■ WHAT YOU SHOULD DO ■
In the listing below, find the line containing "inserts and updates" and the line containing "once at startup.". Repeat exactly those two lines and every line between them.

■ RECORDS SHOWN ■

************

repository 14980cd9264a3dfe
use crate::ApiError;

use em_core::RsvpStatus;
use em_db::DbError;

use std::panic::Location;
use std::str::FromStr;

use axum::response::IntoResponse;
use error_location::ErrorLocation;
use http::StatusCode;
use http_body_util::BodyExt;

async fn body_json(error: ApiError) -> (StatusCode, serde_json::Value) {
    let response = error.into_response();
    let status = response.status();
    let body = response.into_body().collect().await.unwrap().to_bytes();
    (status, serde_json::from_slice(&body).unwrap())
}

#[tokio::test]
async fn given_not_found_when_rendered_then_404_with_json_body() {
    let (status, json) = body_json(ApiError::not_found("Event 1 not found")).await;

    assert_eq!(status, StatusCode::NOT_FOUND);
    assert_eq!(json["error"]["code"], "NOT_FOUND");
    assert_eq!(json["error"]["message"], "Event 1 not found");
    assert!(json["error"].get("field").is_none());
}

#[tokio::test]
async fn given_invalid_status_when_converted_then_validation_error_names_status_field() {
    let core_error = RsvpStatus::from_str("Perhaps").unwrap_err();

    let (status, json) = body_json(ApiError::from(core_error)).await;

    assert_eq!(status, StatusCode::BAD_REQUEST);
    assert_eq!(json["error"]["code"], "VALIDATION_ERROR");
    assert_eq!(json["error"]["field"], "status");
}

#[tokio::test]
async fn given_field_validation_when_rendered_then_400_names_field() {
    let (status, json) = body_json(ApiError::validation("RSVP is for another event", "rsvp_id")).await;

    assert_eq!(status, StatusCode::BAD_REQUEST);
    assert_eq!(json["error"]["code"], "VALIDATION_ERROR");
    assert_eq!(json["error"]["message"], "RSVP is for another event");
    assert_eq!(json["error"]["field"], "rsvp_id");
}

#[tokio::test]
async fn given_db_conflict_when_converted_then_409_without_db_details() {
    let db_error = DbError::Conflict {
        message: "UNIQUE constraint failed: rsvps.user_id, rsvps.event_id".into(),
        location: ErrorLocation::from(Location::caller()),
    };

    let (status, json) = body_json(ApiError::from(db_error)).await;

    assert_eq!(status, StatusCode::CONFLICT);
    assert_eq!(json["error"]["code"], "CONFLICT");
    assert_eq!(json["error"]["message"], "Resource already exists");
}

#[tokio::test]
async fn given_row_not_found_when_converted_then_404() {
    let db_error = DbError::from(sqlx::Error::RowNotFound);

    let (status, json) = body_json(ApiError::from(db_error)).await;

    assert_eq!(status, StatusCode::NOT_FOUND);
    assert_eq!(json["error"]["code"], "NOT_FOUND");
}

#[tokio::test]
async fn given_other_db_failure_when_converted_then_internal_error_hides_cause() {
    let db_error = DbError::from(sqlx::Error::PoolTimedOut);

    let (status, json) = body_json(ApiError::from(db_error)).await;

    assert_eq!(status, StatusCode::INTERNAL_SERVER_ERROR);
    assert_eq!(json["error"]["code"], "INTERNAL_ERROR");
    assert_eq!(json["error"]["message"], "Database operation failed");
}

#[tokio::test]
async fn given_forbidden_when_rendered_then_403() {
    let (status, json) = body_json(ApiError::forbidden("RSVP belongs to another user")).await;

    assert_eq!(status, StatusCode::FORBIDDEN);
    assert_eq!(json["error"]["code"], "FORBIDDEN");
}
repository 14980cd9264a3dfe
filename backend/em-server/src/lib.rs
pub mod api;
pub mod app_state;
pub mod error;
pub mod health;
pub mod logger;
pub mod metrics;
pub mod middleware;
pub mod pages;
pub mod routes;
pub mod shutdown;

#[cfg(test)]
mod tests;

pub use api::{
    auth::session::{current_user, logout},
    error::ApiError,
    error::Result as ApiResult,
    events::events::{event_summaries, get_event, list_event_rsvps, list_events},
    extractors::current_identity::{CurrentIdentity, RequireIdentity},
    rsvps::rsvps::{create_rsvp, update_rsvp},
    users::users::get_user,
};
pub use app_state::AppState;
pub use error::{Result as ServerResult, ServerError};
pub use shutdown::{ShutdownCoordinator, ShutdownGuard};

pub use crate::routes::build_router;
use crate::RsvpStatus;

use serde::{Deserialize, Serialize};
use uuid::Uuid;

#[derive(Debug, Clone, Serialize, Deserialize)]
pub struct CreateRsvpRequest {
    pub event_id: Uuid,
    pub status: RsvpStatus,
    /// Must match the authenticated user when present
    #[serde(default, skip_serializing_if = "Option::is_none")]
    pub user_id: Option<Uuid>,
}
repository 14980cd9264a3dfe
//! Prometheus counters for RSVP writes and page renders.
//!
//! Recording is a no-op until [`install_recorder`] has run, so handlers
//! record unconditionally and tests need no recorder.
//!
//! ## Counters
//! - `em_rsvp_writes_total{op, result}` - RSVP inserts and updates
//! - `em_page_renders_total{page}` - server-rendered pages served
//! - `em_listing_degraded_total` - reads that failed and rendered empty

use crate::AppState;
use crate::error::{Result as ServerErrorResult, ServerError};

use axum::{
    extract::State,
    http::{StatusCode, header},
    response::{IntoResponse, Response},
};
use metrics::{counter, describe_counter};
use metrics_exporter_prometheus::{PrometheusBuilder, PrometheusHandle};

pub const RSVP_WRITES_TOTAL: &str = "em_rsvp_writes_total";
pub const PAGE_RENDERS_TOTAL: &str = "em_page_renders_total";
pub const LISTING_DEGRADED_TOTAL: &str = "em_listing_degraded_total";

/// Install the global Prometheus recorder. Call once at startup.
pub fn install_recorder() -> ServerErrorResult<PrometheusHandle> {
    let handle = PrometheusBuilder::new()
        .install_recorder()
        .map_err(|e| ServerError::Metrics {
            message: e.to_string(),
        })?;

    describe_counter!(
        RSVP_WRITES_TOTAL,
        "RSVP writes by operation (create, update) and result (ok, conflict, error)"
    );
    describe_counter!(PAGE_RENDERS_TOTAL, "Server-rendered pages by page");
    describe_counter!(
        LISTING_DEGRADED_TOTAL,
        "Event or RSVP reads that failed and were rendered as empty"
    );

    log::info!("Metrics recorder installed");
    Ok(handle)
}

pub fn record_rsvp_write(op: &'static str, result: &'static str) {
    counter!(RSVP_WRITES_TOTAL, "op" => op, "result" => result).increment(1);
}

pub fn record_page_render(page: &'static str) {
    counter!(PAGE_RENDERS_TOTAL, "page" => page).increment(1);
}

pub fn record_listing_degraded() {
    counter!(LISTING_DEGRADED_TOTAL).increment(1);
}

/// GET /metrics - Prometheus text exposition, 404 when metrics are disabled
pub async fn metrics_handler(State(state): State<AppState>) -> Response {
    match state.metrics {
        Some(handle) => (
            StatusCode::OK,
            [(header::CONTENT_TYPE, "text/plain; version=0.0.4")],
            handle.render(),
        )
            .into_response(),
        None => (StatusCode::NOT_FOUND, "Metrics are disabled").into_response(),
    }
}
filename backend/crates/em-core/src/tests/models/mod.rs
mod identity;
mod rsvp_counts;
mod rsvp_counts_properties;
mod rsvp_status;
mod session;
mod session_state;
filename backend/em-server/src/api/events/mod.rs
pub mod events;
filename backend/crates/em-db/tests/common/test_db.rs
use em_core::Profile;
use em_db::{Database, UserRepository};

use sqlx::SqlitePool;
use uuid::Uuid;

/// Creates an in-memory SQLite pool with migrations run
pub async fn create_test_pool() -> SqlitePool {
    Database::open_in_memory()
        .await
        .expect("Failed to create test pool")
}

/// Inserts a user row so foreign keys resolve
pub async fn create_test_user(pool: &SqlitePool, name: &str) -> Profile {
    let id = Uuid::new_v4();
    let profile = Profile {
        id,
        name: name.to_string(),
        email: format!("test-{}@example.com", id),
        created_at: super::fixtures::now_seconds(),
    };

    UserRepository::new(pool.clone())
        .create(&profile)
        .await
        .expect("Failed to create test user");

    profile
}
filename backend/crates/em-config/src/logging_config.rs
use crate::{ConfigError, ConfigErrorResult, DEFAULT_LOG_DIRECTORY, DEFAULT_LOG_LEVEL, LogLevel};

use serde::Deserialize;

#[derive(Debug, Clone, Deserialize)]
#[serde(default)]
pub struct LoggingConfig {
    pub level: LogLevel,
    /// Colored stdout output (ignored when `file` is set)
    pub colored: bool,
    /// Log file name inside `dir`; stdout when absent
    pub file: Option<String>,
    pub dir: String,
}

impl Default for LoggingConfig {
    fn default() -> Self {
        Self {
            level: LogLevel(DEFAULT_LOG_LEVEL),
            colored: true,
            file: None,
            dir: String::from(DEFAULT_LOG_DIRECTORY),
        }
    }
}

impl LoggingConfig {
    pub fn validate(&self) -> ConfigErrorResult<()> {
        if self.dir.trim().is_empty() {
            return Err(ConfigError::logging("logging.dir cannot be empty"));
        }

        if let Some(file) = self.file.as_deref() {
            // A bare file name, joined onto `dir`
            if file.trim().is_empty() || file.contains(['/', '\\']) || file == ".." {
                return Err(ConfigError::logging(format!(
                    "logging.file must be a plain file name, got '{}'",
                    file
                )));
            }
        }

        Ok(())
    }
}
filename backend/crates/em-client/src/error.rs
use em_auth::AuthError;
use error_location::ErrorLocation;
use std::panic::Location;
use thiserror::Error;

/// Errors that can occur talking to the auth service or the row API
#[derive(Error, Debug)]
pub enum ClientError {
    #[error("HTTP request error: {message} {location}")]
    Http {
        message: String,
        location: ErrorLocation,
        #[source]
        source: reqwest::Error,
    },

    #[error("API error: {message} (code: {code}, status: {status}) {location}")]
    Api {
        status: u16,
        code: String,
        message: String,
        location: ErrorLocation,
    },

    #[error("JSON parse error: {message} {location}")]
    Json {
        message: String,
        location: ErrorLocation,
        #[source]
        source: serde_json::Error,
    },

    #[error("Session token rejected: {source} {location}")]
    Session {
        #[source]
        source: AuthError,
        location: ErrorLocation,
    },
}

impl ClientError {
    /// Convert reqwest error with context
    #[track_caller]
    pub fn from_reqwest(err: reqwest::Error) -> Self {
        ClientError::Http {
            message: err.to_string(),
            location: ErrorLocation::from(Location::caller()),
            source: err,
        }
    }

    /// Convert JSON error with context
    #[track_caller]
    pub fn from_json(err: serde_json::Error) -> Self {
        ClientError::Json {
            message: err.to_string(),
            location: ErrorLocation::from(Location::caller()),
            source: err,
        }
    }

    /// Create an API error with location
    #[track_caller]
    pub fn api_error(status: u16, code: impl Into<String>, message: impl Into<String>) -> Self {
        ClientError::Api {
            status,
            code: code.into(),
            message: message.into(),
            location: ErrorLocation::from(Location::caller()),
        }
    }

    /// Whether trying the same request again could succeed.
    pub fn is_retryable(&self) -> bool {
        match self {
            Self::Http { .. } => true,
            Self::Api { status, .. } => matches!(status, 408 | 409 | 429 | 500..=599),
            Self::Json { .. } | Self::Session { .. } => false,
        }
    }

    pub fn status(&self) -> Option<u16> {
        match self {
            Self::Api { status, .. } => Some(*status),
            _ => None,
        }
    }

    pub fn code(&self) -> Option<&str> {
        match self {
            Self::Api { code, .. } => Some(code),
            _ => None,
        }
    }
}

impl From<reqwest::Error> for ClientError {
    #[track_caller]
    fn from(err: reqwest::Error) -> Self {
        ClientError::from_reqwest(err)
    }
}

impl From<serde_json::Error> for ClientError {
    #[track_caller]
    fn from(err: serde_json::Error) -> Self {
        ClientError::from_json(err)
    }
}

impl From<AuthError> for ClientError {
    #[track_caller]
    fn from(source: AuthError) -> Self {
        ClientError::Session {
            source,
            location: ErrorLocation::from(Location::caller()),
        }
    }
}

pub type Result<T> = std::result::Result<T, ClientError>;
use crate::{Event, Organizer, Rsvp, RsvpCounts, RsvpStatus};

use serde::{Deserialize, Serialize};

/// An event joined with its organizer and RSVP aggregate.
#[derive(Debug, Clone, PartialEq, Serialize, Deserialize)]
pub struct EventWithOrganizer {
    #[serde(flatten)]
    pub event: Event,
    pub organizer: Option<Organizer>,
    pub rsvp_count: RsvpCounts,
    /// The viewing user's RSVP, when known
    #[serde(skip_serializing_if = "Option::is_none")]
    pub user_rsvp: Option<Rsvp>,
}

impl EventWithOrganizer {
    pub fn new(
        event: Event,
        organizer: Option<Organizer>,
        statuses: impl IntoIterator<Item = RsvpStatus>,
    ) -> Self {
        Self {
            event,
            organizer,
            rsvp_count: RsvpCounts::tally(statuses),
            user_rsvp: None,
        }
    }

    pub fn with_user_rsvp(mut self, rsvp: Option<Rsvp>) -> Self {
        self.user_rsvp = rsvp;
        self
    }

    pub fn organizer_name(&self) -> &str {
        self.organizer
            .as_ref()
            .map(|o| o.name.as_str())
            .unwrap_or("Unknown")
    }
}
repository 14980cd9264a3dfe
//! Display formatting for event dates (en-US style, UTC).

use chrono::{DateTime, Utc};

/// Long form used on the event detail page,
/// e.g. "Saturday, March 15, 2025 at 07:30 PM".
pub fn format_date(date: DateTime<Utc>) -> String {
    date.format("%A, %B %-d, %Y at %I:%M %p").to_string()
}

/// Short form used on event cards, e.g. "Mar 15, 07:30 PM".
pub fn format_event_date(date: DateTime<Utc>) -> String {
    date.format("%b %-d, %I:%M %p").to_string()
}
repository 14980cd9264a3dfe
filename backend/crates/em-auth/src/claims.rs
use crate::{AuthError, Result as AuthErrorResult};

use em_core::Identity;

use std::collections::BTreeMap;
use std::panic::Location;

use base64::Engine;
use base64::engine::general_purpose::URL_SAFE_NO_PAD;
use error_location::ErrorLocation;
use serde::{Deserialize, Serialize};
use serde_json::Value;

const MAX_SUBJECT_LEN: usize = 128;

/// Session token claims issued by the hosted auth service
#[derive(Debug, Clone, PartialEq, Serialize, Deserialize)]
pub struct Claims {
    /// Subject (user id)
    pub sub: String,
    #[serde(default, skip_serializing_if = "Option::is_none")]
    pub email: Option<String>,
    /// Free-form metadata captured at sign-up (display name etc.)
    #[serde(default)]
    pub user_metadata: BTreeMap<String, Value>,
    /// Expiration timestamp (Unix)
    pub exp: i64,
    /// Issued at timestamp (Unix)
    pub iat: i64,
}

impl Claims {
    /// Validate claims after JWT signature verification
    #[track_caller]
    pub fn validate(&self) -> AuthErrorResult<()> {
        if self.sub.trim().is_empty() {
            return Err(AuthError::InvalidClaim {
                claim: "sub".to_string(),
                message: "sub (user_id) cannot be empty".to_string(),
                location: ErrorLocation::from(Location::caller()),
            });
        }
        if self.sub.len() > MAX_SUBJECT_LEN {
            return Err(AuthError::InvalidClaim {
                claim: "sub".to_string(),
                message: "sub exceeds maximum length".to_string(),
                location: ErrorLocation::from(Location::caller()),
            });
        }
        if let Some(email) = &self.email
            && !email.contains('@')
        {
            return Err(AuthError::InvalidClaim {
                claim: "email".to_string(),
                message: format!("'{email}' is not an email address"),
                location: ErrorLocation::from(Location::caller()),
            });
        }

        Ok(())
    }

    pub fn is_expired_at(&self, now: i64) -> bool {
        self.exp <= now
    }

    /// Read the payload of a token without checking its signature.
    ///
    /// Used for the fast, local session lookup. Anything that must be trusted
    /// goes through [`crate::JwtValidator`] or the auth service instead.
    #[track_caller]
    pub fn peek_unverified(token: &str) -> AuthErrorResult<Self> {
        let mut parts = token.split('.');
        let payload = match (parts.next(), parts.next(), parts.next(), parts.next()) {
            (Some(_), Some(payload), Some(_), None) => payload,
            _ => {
                return Err(AuthError::MalformedToken {
                    message: "expected three dot-separated segments".to_string(),
                    location: ErrorLocation::from(Location::caller()),
                });
            }
        };

        let bytes = URL_SAFE_NO_PAD
            .decode(payload.trim_end_matches('='))
            .map_err(|e| AuthError::MalformedToken {
                message: format!("payload is not base64url: {e}"),
                location: ErrorLocation::from(Location::caller()),
            })?;

        let claims: Claims =
            serde_json::from_slice(&bytes).map_err(|e| AuthError::MalformedToken {
                message: format!("payload is not valid claims JSON: {e}"),
                location: ErrorLocation::from(Location::caller()),
            })?;

        claims.validate()?;
        Ok(claims)
    }

    pub fn into_identity(self) -> Identity {
        Identity {
            id: self.sub,
            email: self.email,
            metadata: self.user_metadata,
        }
    }
}

impl From<Claims> for Identity {
    fn from(claims: Claims) -> Self {
        claims.into_identity()
    }
}
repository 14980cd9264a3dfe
pub mod session;
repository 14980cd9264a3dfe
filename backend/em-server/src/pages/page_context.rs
//! Per-request session view for server-rendered pages.
//!
//! Pages reconcile the verified identity with its profile row the same way
//! the client does: a missing or unreadable profile leaves an identity-only
//! session rather than failing the page.

use crate::AppState;
use crate::pages::html::{layout, navbar};

use em_core::{Identity, NavbarView, Session, SessionState};
use em_db::UserRepository;

use axum::response::Html;
use uuid::Uuid;

pub struct PageContext {
    pub session: SessionState,
    pub site_title: String,
    pub sign_in_path: String,
}

impl PageContext {
    pub async fn resolve(state: &AppState, identity: Option<Identity>) -> Self {
        let session = match identity {
            Some(identity) => SessionState::Authenticated(enrich(state, identity).await),
            None => SessionState::Anonymous,
        };

        Self {
            session,
            site_title: state.site_title.clone(),
            sign_in_path: state.sign_in_path.clone(),
        }
    }

    /// The signed-in user's id, when the session subject is one.
    pub fn user_uuid(&self) -> Option<Uuid> {
        self.session
            .session()
            .and_then(|session| session.identity().user_uuid().ok())
    }

    pub fn render(&self, page_title: &str, body: &str) -> Html<String> {
        let nav = navbar(
            &self.site_title,
            &NavbarView::from_state(&self.session),
            &self.sign_in_path,
        );
        Html(layout(page_title, &self.site_title, &nav, body))
    }
}

async fn enrich(state: &AppState, identity: Identity) -> Session {
    let Ok(user_id) = identity.user_uuid() else {
        return Session::from_identity(identity);
    };

    match UserRepository::new(state.pool.clone()).find_by_id(user_id).await {
        Ok(Some(profile)) => Session::from_identity(identity).with_profile(profile),
        Ok(None) => Session::from_identity(identity),
        Err(e) => {
            log::warn!("Profile lookup for {} failed: {}", user_id, e);
            Session::from_identity(identity)
        }
    }
}
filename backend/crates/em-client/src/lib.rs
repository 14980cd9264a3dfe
//! Client-side components: the session store and its reconciliation state
//! machine, the RSVP submission flow, and HTTP adapters for the backend.

pub mod api;
pub mod auth;
pub mod error;
pub mod profile_source;
pub mod rsvp;
pub mod session;

pub use api::api_client::ApiClient;
pub use auth::auth_change::{AuthChange, AuthEvent};
pub use auth::auth_service::AuthService;
pub use auth::auth_subscription::{AuthChannel, AuthNotification, AuthSubscription};
pub use auth::http_auth_service::HttpAuthService;
pub use error::{ClientError, Result as ClientResult};
pub use profile_source::ProfileSource;
pub use rsvp::rsvp_form_state::RsvpFormState;
pub use rsvp::rsvp_submission::RsvpSubmission;
pub use rsvp::rsvp_writer::RsvpWriter;
pub use rsvp::submit_outcome::SubmitOutcome;
pub use session::session_reconciler::SessionReconciler;
pub use session::session_store::{SessionStore, SessionWatch};

#[cfg(test)]
mod tests;
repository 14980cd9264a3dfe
//! Navigation bar view model.
//!
//! The navbar never owns auth logic: everything it shows is derived from the
//! current [`SessionState`].

use crate::SessionState;

use serde::Serialize;

#[derive(Debug, Clone, PartialEq, Eq, Serialize)]
#[serde(tag = "kind", rename_all = "snake_case")]
pub enum NavbarView {
    /// Skeleton placeholder while the initial check is running
    Loading,
    SignedIn { display_name: String },
    /// "Sign in" / "Get started" links
    SignedOut,
}

/// What the caller should do after a navbar command completes.
#[derive(Debug, Clone, PartialEq, Eq)]
pub enum NavAction {
    Redirect(String),
}

impl NavbarView {
    pub fn from_state(state: &SessionState) -> Self {
        match state {
            SessionState::Unknown | SessionState::Checking => Self::Loading,
            SessionState::Authenticated(session) => Self::SignedIn {
                display_name: session.display_name(),
            },
            SessionState::Anonymous => Self::SignedOut,
        }
    }

    /// Sign-out always lands on the sign-in page.
    pub fn after_sign_out(sign_in_path: &str) -> NavAction {
        NavAction::Redirect(sign_in_path.to_string())
    }

    pub fn is_signed_in(&self) -> bool {
        matches!(self, Self::SignedIn { .. })
    }
}

impl From<&SessionState> for NavbarView {
    fn from(state: &SessionState) -> Self {
        Self::from_state(state)
    }
}
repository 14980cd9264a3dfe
#![allow(dead_code)]

pub mod fixtures;
pub mod test_db;

pub use fixtures::*;
pub use test_db::*;
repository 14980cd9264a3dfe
mod error;
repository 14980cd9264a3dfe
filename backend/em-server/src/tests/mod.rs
mod api;
mod pages;
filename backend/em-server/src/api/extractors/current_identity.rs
//! Axum extractors for the verified session identity

use crate::ApiError;
use crate::middleware::session_refresh::SessionRejection;

use em_core::Identity;

use std::convert::Infallible;

use axum::{extract::FromRequestParts, http::request::Parts};

/// The visitor's identity, if the session middleware verified one.
#[derive(Debug, Clone)]
pub struct CurrentIdentity(pub Option<Identity>);

impl<S: Send + Sync> FromRequestParts<S> for CurrentIdentity {
    type Rejection = Infallible;

    async fn from_request_parts(parts: &mut Parts, _state: &S) -> Result<Self, Self::Rejection> {
        Ok(CurrentIdentity(parts.extensions.get::<Identity>().cloned()))
    }
}

/// A verified identity; rejects with 401 otherwise.
#[derive(Debug, Clone)]
pub struct RequireIdentity(pub Identity);

impl<S: Send + Sync> FromRequestParts<S> for RequireIdentity {
    type Rejection = ApiError;

    async fn from_request_parts(parts: &mut Parts, _state: &S) -> Result<Self, Self::Rejection> {
        if let Some(identity) = parts.extensions.get::<Identity>() {
            return Ok(RequireIdentity(identity.clone()));
        }

        match parts.extensions.get::<SessionRejection>() {
            Some(rejection) => Err(ApiError::unauthorized(format!(
                "Session rejected ({})",
                rejection.code
            ))),
            None => Err(ApiError::unauthorized("Authentication required")),
        }
    }
}
use crate::ClientResult;

use em_core::{Rsvp, RsvpStatus};

use async_trait::async_trait;
use uuid::Uuid;

/// Row insert / row update for RSVPs
#[async_trait]
pub trait RsvpWriter: Send + Sync {
    async fn create(&self, user_id: Uuid, event_id: Uuid, status: RsvpStatus) -> ClientResult<Rsvp>;

    async fn update_status(&self, rsvp_id: Uuid, status: RsvpStatus) -> ClientResult<Rsvp>;

    /// The user's row for this event, if one exists.
    async fn find_existing(&self, user_id: Uuid, event_id: Uuid) -> ClientResult<Option<Rsvp>>;
}
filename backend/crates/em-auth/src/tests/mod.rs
mod claims;
mod token_source;
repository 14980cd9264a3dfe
use crate::{AuthChange, AuthChannel, AuthNotification};

use em_core::Identity;

#[tokio::test]
async fn given_subscriber_when_change_published_then_received() {
    let channel = AuthChannel::default();
    let mut subscription = channel.subscribe();
    let change = AuthChange::signed_in(Identity::new("u1", None));

    assert_eq!(channel.publish(change.clone()), 1);
    assert_eq!(subscription.recv().await, AuthNotification::Change(change));
}

#[tokio::test]
async fn given_slow_subscriber_when_buffer_overflows_then_lagged_reported() {
    let channel = AuthChannel::new(1);
    let mut subscription = channel.subscribe();

    channel.publish(AuthChange::signed_in(Identity::new("u1", None)));
    channel.publish(AuthChange::signed_out());
    channel.publish(AuthChange::signed_in(Identity::new("u2", None)));

    assert_eq!(
        subscription.recv().await,
        AuthNotification::Lagged { skipped: 2 }
    );
    assert_eq!(
        subscription.recv().await,
        AuthNotification::Change(AuthChange::signed_in(Identity::new("u2", None)))
    );
}

#[tokio::test]
async fn given_channel_dropped_when_receiving_then_closed() {
    let channel = AuthChannel::default();
    let mut subscription = channel.subscribe();

    drop(channel);

    assert_eq!(subscription.recv().await, AuthNotification::Closed);
}

#[test]
fn given_unsubscribe_then_subscriber_count_drops() {
    let channel = AuthChannel::default();
    let subscription = channel.subscribe();
    assert_eq!(channel.subscriber_count(), 1);

    subscription.unsubscribe();

    assert_eq!(channel.subscriber_count(), 0);
    assert_eq!(channel.publish(AuthChange::signed_out()), 0);
}
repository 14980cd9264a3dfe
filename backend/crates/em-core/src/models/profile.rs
use chrono::{DateTime, Utc};
use serde::{Deserialize, Serialize};
use uuid::Uuid;

/// Application-level user record (`users` table), keyed 1:1 by identity id.
///
/// Created by the sign-up flow; only ever read here.
#[derive(Debug, Clone, PartialEq, Eq, Serialize, Deserialize)]
pub struct Profile {
    pub id: Uuid,
    pub name: String,
    pub email: String,
    pub created_at: DateTime<Utc>,
}

impl Profile {
    pub fn new(id: Uuid, name: String, email: String) -> Self {
        Self {
            id,
            name,
            email,
            created_at: Utc::now(),
        }
    }
}
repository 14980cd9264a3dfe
use crate::{RsvpCounts, RsvpStatus};

use proptest::prelude::*;

fn status_strategy() -> impl Strategy<Value = RsvpStatus> {
    prop_oneof![
        Just(RsvpStatus::Yes),
        Just(RsvpStatus::No),
        Just(RsvpStatus::Maybe),
    ]
}

proptest! {
    #[test]
    fn given_any_permutation_when_tallied_then_counts_identical(
        (statuses, shuffled) in prop::collection::vec(status_strategy(), 0..64)
            .prop_flat_map(|v| (Just(v.clone()), Just(v).prop_shuffle()))
    ) {
        prop_assert_eq!(RsvpCounts::tally(statuses), RsvpCounts::tally(shuffled));
    }

    #[test]
    fn given_any_statuses_when_tallied_then_partitions_sum_to_total(
        statuses in prop::collection::vec(status_strategy(), 0..64)
    ) {
        let counts = RsvpCounts::tally(statuses.iter().copied());
        prop_assert_eq!(counts.yes + counts.maybe + counts.no, counts.total);
        prop_assert_eq!(counts.total as usize, statuses.len());
    }
}
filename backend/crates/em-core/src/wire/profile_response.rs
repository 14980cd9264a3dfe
use crate::Profile;

use serde::{Deserialize, Serialize};

#[derive(Debug, Clone, Serialize, Deserialize)]
pub struct ProfileResponse {
    pub profile: Profile,
}
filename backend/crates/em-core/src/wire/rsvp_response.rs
use crate::Rsvp;

use serde::{Deserialize, Serialize};

#[derive(Debug, Clone, Serialize, Deserialize)]
pub struct RsvpResponse {
    pub rsvp: Rsvp,
}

************

■ OUTPUT OF THE EXERCISE ■
//! - `em_rsvp_writes_total{op, result}` - RSVP inserts and updates
//! - `em_page_renders_total{page}` - server-rendered pages served
//! - `em_listing_degraded_total` - reads that failed and rendered empty

use crate::AppState;
use crate::error::{Result as ServerErrorResult, ServerError};

use axum::{
    extract::State,
    http::{StatusCode, header},
    response::{IntoResponse, Response},
};
use metrics::{counter, describe_counter};
use metrics_exporter_prometheus::{PrometheusBuilder, PrometheusHandle};

pub const RSVP_WRITES_TOTAL: &str = "em_rsvp_writes_total";
pub const PAGE_RENDERS_TOTAL: &str = "em_page_renders_total";
pub const LISTING_DEGRADED_TOTAL: &str = "em_listing_degraded_total";

/// Install the global Prometheus recorder. Call once at startup.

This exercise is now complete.